What you need to learn before becoming a startup founder

I get a lot of emails and messages from teenage entrepreneurs. The young prodigy types.

In some regards, it’s awesome and inspiring — having the drive to try to found a company at a young age should definitely be applauded.

But when they ask me for my advice, when they ask what they should be doing as 15, 16, 17 year old entrepreneurs, I always feel like a tool.

Because the advice I want to give them is to stop worrying about being founders and start learning. Stop trying to start a business young,and use those years to learn as much as you can, way before you kick off your startup.

Sounds harsh, right? I believe that being an entrepreneur is like being anything else. You have to learn the right skills, and learn how to apply them, and then strike out on your own. You can learn a lot of these skills through trial and error while you build a company — but you’ll make a lot less mistakes if you can learn them while working professionally.

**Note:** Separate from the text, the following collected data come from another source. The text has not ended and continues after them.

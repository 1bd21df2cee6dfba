use std::io;

use clap::Parser;
use lingo_core::model::AdminSecret;
use services::{AppServices, Clock};
use tracing_subscriber::EnvFilter;

mod cli;
mod commands;
mod config;

use cli::Cli;

fn init_tracing() {
    let filter = EnvFilter::try_from_default_env().unwrap_or_else(|_| EnvFilter::new("warn"));
    tracing_subscriber::fmt()
        .with_env_filter(filter)
        .with_writer(io::stderr)
        .init();
}

async fn run() -> Result<(), Box<dyn std::error::Error>> {
    let cli = Cli::parse();

    // Open + migrate SQLite at startup. Keep this in the binary glue so core/services stay pure.
    let db_url = config::normalize_sqlite_url(&cli.db);
    config::prepare_sqlite_file(&db_url)?;
    tracing::debug!(%db_url, "opening database");
    let services =
        AppServices::new_sqlite(&db_url, Clock::system(), AdminSecret::new(cli.admin_secret))
            .await?;

    let stdin = io::stdin();
    let result = commands::dispatch(
        &services,
        cli.command,
        &mut stdin.lock(),
        &mut io::stdout().lock(),
    )
    .await;
    services.shutdown().await;
    result
}

#[tokio::main]
async fn main() {
    init_tracing();
    if let Err(err) = run().await {
        eprintln!("error: {err}");
        std::process::exit(2);
    }
}
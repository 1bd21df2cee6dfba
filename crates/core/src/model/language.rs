use serde::{Deserialize, Serialize};
use std::fmt;
use thiserror::Error;

/// Speech tag used when a language has no catalog entry.
pub const FALLBACK_SPEECH_TAG: &str = "en-US";

#[derive(Debug, Error, Clone, PartialEq, Eq)]
#[non_exhaustive]
pub enum LanguageError {
    #[error("language id cannot be empty")]
    EmptyId,
}

/// Key of a language in progress records (trimmed, lower-case, non-empty).
#[derive(Clone, PartialEq, Eq, Hash, PartialOrd, Ord, Serialize, Deserialize)]
#[serde(try_from = "String", into = "String")]
pub struct LanguageId(String);

impl LanguageId {
    /// Create a validated language id.
    ///
    /// # Errors
    ///
    /// Returns `LanguageError::EmptyId` if the id is empty after trimming.
    pub fn new(value: impl Into<String>) -> Result<Self, LanguageError> {
        let raw = value.into();
        let trimmed = raw.trim();
        if trimmed.is_empty() {
            return Err(LanguageError::EmptyId);
        }
        Ok(Self(trimmed.to_lowercase()))
    }

    #[must_use]
    pub fn as_str(&self) -> &str {
        &self.0
    }

    /// Capitalised form of the id, used when the catalog has no display name.
    #[must_use]
    pub fn capitalized(&self) -> String {
        let mut chars = self.0.chars();
        match chars.next() {
            Some(first) => first.to_uppercase().chain(chars).collect(),
            None => String::new(),
        }
    }
}

impl TryFrom<String> for LanguageId {
    type Error = LanguageError;

    fn try_from(value: String) -> Result<Self, Self::Error> {
        Self::new(value)
    }
}

impl From<LanguageId> for String {
    fn from(id: LanguageId) -> Self {
        id.0
    }
}

impl fmt::Debug for LanguageId {
    fn fmt(&self, f: &mut fmt::Formatter<'_>) -> fmt::Result {
        write!(f, "LanguageId({})", self.0)
    }
}

impl fmt::Display for LanguageId {
    fn fmt(&self, f: &mut fmt::Formatter<'_>) -> fmt::Result {
        f.write_str(&self.0)
    }
}

/// A language students can pick.
#[derive(Debug, Clone, PartialEq, Eq)]
pub struct Language {
    id: LanguageId,
    name: String,
    description: String,
    speech_tag: String,
}

impl Language {
    #[must_use]
    pub fn new(
        id: LanguageId,
        name: impl Into<String>,
        description: impl Into<String>,
        speech_tag: impl Into<String>,
    ) -> Self {
        Self {
            id,
            name: name.into(),
            description: description.into(),
            speech_tag: speech_tag.into(),
        }
    }

    #[must_use]
    pub fn id(&self) -> &LanguageId {
        &self.id
    }

    /// Display name; also the key of this language in the question bank.
    #[must_use]
    pub fn name(&self) -> &str {
        &self.name
    }

    #[must_use]
    pub fn description(&self) -> &str {
        &self.description
    }

    /// BCP 47 tag handed to text-to-speech.
    #[must_use]
    pub fn speech_tag(&self) -> &str {
        &self.speech_tag
    }
}

/// The set of languages offered to students.
#[derive(Debug, Clone, PartialEq, Eq)]
pub struct LanguageCatalog {
    languages: Vec<Language>,
}

impl LanguageCatalog {
    #[must_use]
    pub fn new(languages: Vec<Language>) -> Self {
        Self { languages }
    }

    /// Spanish, French, German and Japanese.
    #[must_use]
    pub fn builtin() -> Self {
        let entries = [
            ("spanish", "Spanish", "es-ES"),
            ("french", "French", "fr-FR"),
            ("german", "German", "de-DE"),
            ("japanese", "Japanese", "ja-JP"),
        ];
        let languages = entries
            .into_iter()
            .map(|(id, name, tag)| Language {
                id: LanguageId(id.to_string()),
                name: name.to_string(),
                description: format!("Learn the basics of {name}"),
                speech_tag: tag.to_string(),
            })
            .collect();
        Self { languages }
    }

    #[must_use]
    pub fn all(&self) -> &[Language] {
        &self.languages
    }

    #[must_use]
    pub fn get(&self, id: &LanguageId) -> Option<&Language> {
        self.languages.iter().find(|lang| lang.id == *id)
    }

    #[must_use]
    pub fn display_name_for(&self, id: &LanguageId) -> String {
        self.get(id)
            .map_or_else(|| id.capitalized(), |lang| lang.name.clone())
    }

    #[must_use]
    pub fn speech_tag_for(&self, id: &LanguageId) -> &str {
        self.get(id)
            .map_or(FALLBACK_SPEECH_TAG, |lang| lang.speech_tag.as_str())
    }
}

impl Default for LanguageCatalog {
    fn default() -> Self {
        Self::builtin()
    }
}

#[cfg(test)]
mod tests {
    use super::*;

    #[test]
    fn language_id_is_trimmed_and_lowercased() {
        let id = LanguageId::new("  Spanish ").unwrap();
        assert_eq!(id.as_str(), "spanish");
        assert_eq!(id.capitalized(), "Spanish");
        assert_eq!(LanguageId::new("   "), Err(LanguageError::EmptyId));
    }

    #[test]
    fn catalog_resolves_builtin_and_falls_back_for_unknown() {
        let catalog = LanguageCatalog::builtin();
        let japanese = LanguageId::new("japanese").unwrap();
        assert_eq!(catalog.display_name_for(&japanese), "Japanese");
        assert_eq!(catalog.speech_tag_for(&japanese), "ja-JP");

        let klingon = LanguageId::new("klingon").unwrap();
        assert!(catalog.get(&klingon).is_none());
        assert_eq!(catalog.display_name_for(&klingon), "Klingon");
        assert_eq!(catalog.speech_tag_for(&klingon), FALLBACK_SPEECH_TAG);
    }

    #[test]
    fn language_id_rejects_empty_json_string() {
        let parsed: Result<LanguageId, _> = serde_json::from_str("\"\"");
        assert!(parsed.is_err());
        let parsed: LanguageId = serde_json::from_str("\"French\"").unwrap();
        assert_eq!(parsed.as_str(), "french");
    }
}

When I was a teenager I did not have what it takes to start and grow a company. That I was able to build a successful music management business back then was more a case of sheer dumb luck than anything else. Looking at the failure it became, I know that choosing to sell at the right time was dumb luck too.

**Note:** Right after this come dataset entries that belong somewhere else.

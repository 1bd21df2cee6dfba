use std::sync::Arc;

use lingo_core::model::{LanguageCatalog, LanguageId, Lesson};

use crate::error::LessonServiceError;
use crate::progress_service::ProgressService;
use crate::question_bank_service::QuestionBankService;

/// Result shown at the end of a lesson.
#[derive(Debug, Clone, PartialEq, Eq)]
pub struct LessonReport {
    pub language: LanguageId,
    pub score: u32,
    pub total_questions: u32,
    pub percentage: u8,
    pub xp_earned: u64,
    pub high_score: u8,
}

/// Starts lessons from the question bank and reports finished ones to progress.
#[derive(Clone)]
pub struct LessonService {
    catalog: Arc<LanguageCatalog>,
    questions: Arc<QuestionBankService>,
    progress: Arc<ProgressService>,
}

impl LessonService {
    #[must_use]
    pub fn new(
        catalog: Arc<LanguageCatalog>,
        questions: Arc<QuestionBankService>,
        progress: Arc<ProgressService>,
    ) -> Self {
        Self {
            catalog,
            questions,
            progress,
        }
    }

    /// Begin a lesson over every question stored for the language.
    ///
    /// # Errors
    ///
    /// Returns `LessonServiceError::UnknownLanguage` if the language is not
    /// in the catalog and `LessonServiceError::NoQuestions` if it has no questions.
    pub async fn start(&self, language: &LanguageId) -> Result<Lesson, LessonServiceError> {
        let entry = self
            .catalog
            .get(language)
            .ok_or_else(|| LessonServiceError::UnknownLanguage {
                language: language.clone(),
            })?;

        let questions = self.questions.questions_for(entry.name()).await;
        if questions.is_empty() {
            return Err(LessonServiceError::NoQuestions {
                language: entry.name().to_string(),
            });
        }

        tracing::debug!(language = %language, questions = questions.len(), "lesson started");
        Ok(Lesson::new(language.clone(), questions)?)
    }

    /// Report a completed lesson to progress tracking.
    ///
    /// Takes the lesson by value: a playthrough is reported at most once.
    ///
    /// # Errors
    ///
    /// Returns `LessonServiceError::Lesson` if questions remain unanswered.
    pub async fn finish(&self, lesson: Lesson) -> Result<LessonReport, LessonServiceError> {
        let outcome = lesson.outcome()?;
        let language = lesson.language().clone();

        let xp_earned = self
            .progress
            .record_outcome(language.clone(), outcome)
            .await;
        let high_score = self
            .progress
            .language_progress(&language)
            .await
            .map_or(outcome.percentage(), |p| p.high_score());

        Ok(LessonReport {
            language,
            score: outcome.score(),
            total_questions: outcome.total_questions(),
            percentage: outcome.percentage(),
            xp_earned,
            high_score,
        })
    }
}

#[cfg(test)]
mod tests {
    use super::*;

    use lingo_core::model::LessonError;
    use lingo_core::time::fixed_clock;
    use storage::repository::Storage;

    async fn service() -> (LessonService, Arc<ProgressService>) {
        let storage = Storage::in_memory();
        let progress = Arc::new(ProgressService::load(fixed_clock(), storage.progress).await);
        let questions = Arc::new(QuestionBankService::load(storage.questions).await);
        let lessons = LessonService::new(
            Arc::new(LanguageCatalog::builtin()),
            questions,
            Arc::clone(&progress),
        );
        (lessons, progress)
    }

    #[tokio::test]
    async fn perfect_lesson_reports_full_marks() {
        let (lessons, progress) = service().await;
        let french = LanguageId::new("french").unwrap();

        let mut lesson = lessons.start(&french).await.unwrap();
        while let Some(question) = lesson.current_question() {
            let correct = question.correct_index();
            lesson.answer(correct).unwrap();
        }

        let report = lessons.finish(lesson).await.unwrap();
        assert_eq!(report.score, 5);
        assert_eq!(report.percentage, 100);
        assert_eq!(report.xp_earned, 50);
        assert_eq!(report.high_score, 100);

        let stored = progress.language_progress(&french).await.unwrap();
        assert_eq!(stored.completed_lessons(), 1);
        assert_eq!(progress.total_xp().await, 50);
    }

    #[tokio::test]
    async fn unfinished_lesson_is_not_recorded() {
        let (lessons, progress) = service().await;
        let german = LanguageId::new("german").unwrap();

        let mut lesson = lessons.start(&german).await.unwrap();
        lesson.answer(0).unwrap();
        let err = lessons.finish(lesson).await.unwrap_err();
        assert!(matches!(
            err,
            LessonServiceError::Lesson(LessonError::Incomplete { .. })
        ));
        assert!(progress.language_progress(&german).await.is_none());
    }

    #[tokio::test]
    async fn unknown_language_cannot_start() {
        let (lessons, _progress) = service().await;
        let err = lessons
            .start(&LanguageId::new("klingon").unwrap())
            .await
            .unwrap_err();
        assert!(matches!(err, LessonServiceError::UnknownLanguage { .. }));
    }
}
//! Encoding of domain values into the strings kept under each storage key.

use std::collections::BTreeMap;

use lingo_core::model::{LanguageId, LanguageProgress, ProgressBook, QuestionBank};

use crate::keys::StorageKey;
use crate::repository::StorageError;

/// Stored value of an unlocked admin flag.
pub const ADMIN_FLAG_SET: &str = "true";

fn ser<E: core::fmt::Display>(key: StorageKey, e: E) -> StorageError {
    StorageError::Serialization(format!("{key}: {e}"))
}

/// # Errors
///
/// Returns `StorageError::Serialization` if the book cannot be encoded.
pub fn encode_progress(book: &ProgressBook) -> Result<[(StorageKey, String); 2], StorageError> {
    let data = serde_json::to_string(book.languages())
        .map_err(|e| ser(StorageKey::ProgressData, e))?;
    let xp = serde_json::to_string(&book.total_xp()).map_err(|e| ser(StorageKey::ProgressXp, e))?;
    Ok([
        (StorageKey::ProgressData, data),
        (StorageKey::ProgressXp, xp),
    ])
}

/// Rebuild a progress book; missing values read as empty / zero.
///
/// # Errors
///
/// Returns `StorageError::Serialization` if either value is present but malformed.
pub fn decode_progress(
    data: Option<&str>,
    xp: Option<&str>,
) -> Result<ProgressBook, StorageError> {
    let languages: BTreeMap<LanguageId, LanguageProgress> = match data {
        Some(raw) => serde_json::from_str(raw).map_err(|e| ser(StorageKey::ProgressData, e))?,
        None => BTreeMap::new(),
    };
    let total_xp: u64 = match xp {
        Some(raw) => serde_json::from_str(raw.trim()).map_err(|e| ser(StorageKey::ProgressXp, e))?,
        None => 0,
    };
    Ok(ProgressBook::from_parts(languages, total_xp))
}

#[must_use]
pub fn decode_admin_flag(raw: Option<&str>) -> bool {
    raw.is_some_and(|value| value == ADMIN_FLAG_SET)
}

/// # Errors
///
/// Returns `StorageError::Serialization` if the bank cannot be encoded.
pub fn encode_question_bank(bank: &QuestionBank) -> Result<String, StorageError> {
    serde_json::to_string(bank).map_err(|e| ser(StorageKey::QuestionBank, e))
}

/// # Errors
///
/// Returns `StorageError::Serialization` if the stored bank is malformed or
/// holds an invalid question.
pub fn decode_question_bank(raw: &str) -> Result<QuestionBank, StorageError> {
    serde_json::from_str(raw).map_err(|e| ser(StorageKey::QuestionBank, e))
}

If I could do all of this again, I wouldn’t have started that company. Sure, it paid some bills and gave me some cash, but I know I would have been incredibly more successful in my life if I had stopped rushing to be a founder and spent more time learning from the experienced and incredible people who had gone before me.

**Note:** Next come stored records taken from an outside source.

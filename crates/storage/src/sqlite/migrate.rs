use chrono::Utc;
use sqlx::SqlitePool;

use super::SqliteInitError;

/// Applies pending schema versions.
///
/// Version 1 creates the `kv_entries` table that backs every storage key.
pub async fn run_migrations(pool: &SqlitePool) -> Result<(), SqliteInitError> {
    async fn is_applied(pool: &SqlitePool, version: i64) -> Result<bool, sqlx::Error> {
        let row = sqlx::query("SELECT 1 FROM schema_migrations WHERE version = ?1")
            .bind(version)
            .fetch_optional(pool)
            .await?;
        Ok(row.is_some())
    }

    sqlx::query(
        r"
            CREATE TABLE IF NOT EXISTS schema_migrations (
                version INTEGER PRIMARY KEY,
                applied_at TEXT NOT NULL
            );
            ",
    )
    .execute(pool)
    .await?;

    if !is_applied(pool, 1).await? {
        let mut tx = pool.begin().await?;

        sqlx::query(
            r"
                CREATE TABLE IF NOT EXISTS kv_entries (
                    key TEXT PRIMARY KEY,
                    value TEXT NOT NULL,
                    updated_at TEXT NOT NULL
                );
            ",
        )
        .execute(&mut *tx)
        .await?;

        sqlx::query(
            r"
                INSERT INTO schema_migrations (version, applied_at)
                VALUES (?1, ?2)
                ON CONFLICT(version) DO NOTHING
            ",
        )
        .bind(1_i64)
        .bind(Utc::now())
        .execute(&mut *tx)
        .await?;

        tx.commit().await?;
    }

    Ok(())
}
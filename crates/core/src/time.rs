use chrono::{DateTime, Duration, Utc};

/// Source of "now" for completion timestamps.
///
/// Services take a `Clock` by value so tests can pin time and step it forward
/// between lessons.
#[derive(Debug, Clone, Copy, Default, PartialEq, Eq)]
pub enum Clock {
    #[default]
    System,
    Fixed(DateTime<Utc>),
}

impl Clock {
    #[must_use]
    pub fn system() -> Self {
        Self::System
    }

    #[must_use]
    pub fn fixed(at: DateTime<Utc>) -> Self {
        Self::Fixed(at)
    }

    #[must_use]
    pub fn now(&self) -> DateTime<Utc> {
        match self {
            Clock::System => Utc::now(),
            Clock::Fixed(t) => *t,
        }
    }

    /// Move a fixed clock forward. A system clock ignores this.
    pub fn advance(&mut self, delta: Duration) {
        if let Clock::Fixed(t) = self {
            *t += delta;
        }
    }
}

/// 2023-11-14T22:13:20Z, the timestamp behind [`fixed_now`].
pub const FIXED_TEST_TIMESTAMP: i64 = 1_700_000_000;

/// Deterministic timestamp for tests.
///
/// # Panics
///
/// Panics if [`FIXED_TEST_TIMESTAMP`] is out of chrono's range, which it is not.
#[must_use]
pub fn fixed_now() -> DateTime<Utc> {
    DateTime::<Utc>::from_timestamp(FIXED_TEST_TIMESTAMP, 0)
        .expect("fixed timestamp should be valid")
}

#[must_use]
pub fn fixed_clock() -> Clock {
    Clock::fixed(fixed_now())
}

#[cfg(test)]
mod tests {
    use super::*;

    #[test]
    fn fixed_clock_advances_and_system_clock_does_not_panic() {
        let mut clock = fixed_clock();
        clock.advance(Duration::minutes(5));
        assert_eq!(clock.now(), fixed_now() + Duration::minutes(5));

        let mut system = Clock::system();
        system.advance(Duration::days(1));
        assert_eq!(system, Clock::System);
    }
}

To me, the best founders are people who have learnt how to be employees. The founders I like working with are the ones who have spent enough time working a job they love, a job they hate and a job they’ve realised can be done better.

They have the knowledge and the boots on the ground experience to make a difference. They’ve watched other people, and learned what to do and what not to do.

Starting this year, I’ve set myself a challenge of investing $2000 every year in a small business entrepreneur— the people who are founding niche software development startups, the people getting into innovative web design, the guys I’m working with right now to get a coffee shop off the ground.

These aren’t big projects necessarily and they won’t get me a million dollar return. But they are important to me and I believe they’re important to support.

It’s not a huge investment but it’s my chance to give some cash to people I believe in and receive a little equity back from a business that I can help to grow and foster. When I do this I’m not looking for starry eyed dreamers. I’m not looking for people who are slick and smooth and excited about being millionaires. I’m looking for people who know what they’re doing.

And the people who know what they’re doing are the ones who have spent enough time learning, re-learning, studying up, gathering experience and following the right road. They’ve worked in their industry before. They’ve had a boss who’s given them instructions. She’s encouraged them when they’ve done well and she’s come down hard when they’ve messed up.

There are always going to be young entrepreneurs you can hold up as shining examples. People who started companies as teenagers and went on to be billionaires. That’s great. Good for them. But they’re the exception – not the rule. Remember, Steve Jobs worked for Atari before he founded Apple.

Experience is important. When you’re a teenager, when you’re a young founder with no real world, real job knowledge, you can start a company. It’s not too hard. Where you’re going to stumble into some tough shit is when you try to run that company.

And the best way to learn how to run a company is to work for someone who’s already doing that.